Items listed in a dataset:
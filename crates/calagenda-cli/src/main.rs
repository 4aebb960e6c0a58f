//! calagenda CLI entry point.

use std::process::ExitCode;

use clap::Parser;

use calagenda_cli::cli::Cli;
use calagenda_cli::run::{load_config, run};
use calagenda_core::tracing::{TracingConfig, init_tracing};

fn main() -> ExitCode {
    let cli = Cli::parse();

    let config = match load_config(&cli) {
        Ok(config) => config,
        Err(e) => {
            eprintln!("error: {}", e);
            return ExitCode::FAILURE;
        }
    };

    let tracing_config = if cli.debug || config.debug {
        TracingConfig::debug()
    } else {
        TracingConfig::default()
    };
    let tracing_config = tracing_config.with_format(cli.log_format.into());
    if let Err(e) = init_tracing(tracing_config) {
        eprintln!("warning: {}", e);
    }

    match run(&cli, &config) {
        Ok(()) => ExitCode::SUCCESS,
        Err(e) => {
            tracing::error!(error = %e, "command failed");
            eprintln!("error: {}", e);
            ExitCode::FAILURE
        }
    }
}
//! Core types: calendar time resolution, feed merging, event presentation

pub mod agenda;
pub mod config;
pub mod error;
pub mod event;
pub mod feed;
pub mod format;
pub mod merge;
pub mod time;
pub mod tracing;

pub use agenda::{Agenda, AgendaItem, DayGroup, NO_EVENTS_TEXT, build_agenda};
pub use config::{AgendaConfig, parse_calendar_ids};
pub use error::{ConfigError, FeedError, TimeError};
pub use event::{Event, Feed, RenderedEvent};
pub use feed::{ApiError, CalendarResponse, collect_feeds, parse_response};
pub use format::{
    DEFAULT_TITLE_FORMAT, DateClass, EventPresenter, Labels, format_date, format_date_time,
    format_time,
};
pub use merge::{FeedMerger, merge_feeds};
pub use time::{CalendarTime, ResolvedTime, TimeResolver};
pub use tracing::{TracingConfig, TracingError, TracingOutputFormat, init_tracing};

> Your task
Within the records above, how many lines include the word "ExitCode"? State the number by itself.

> Answer below
5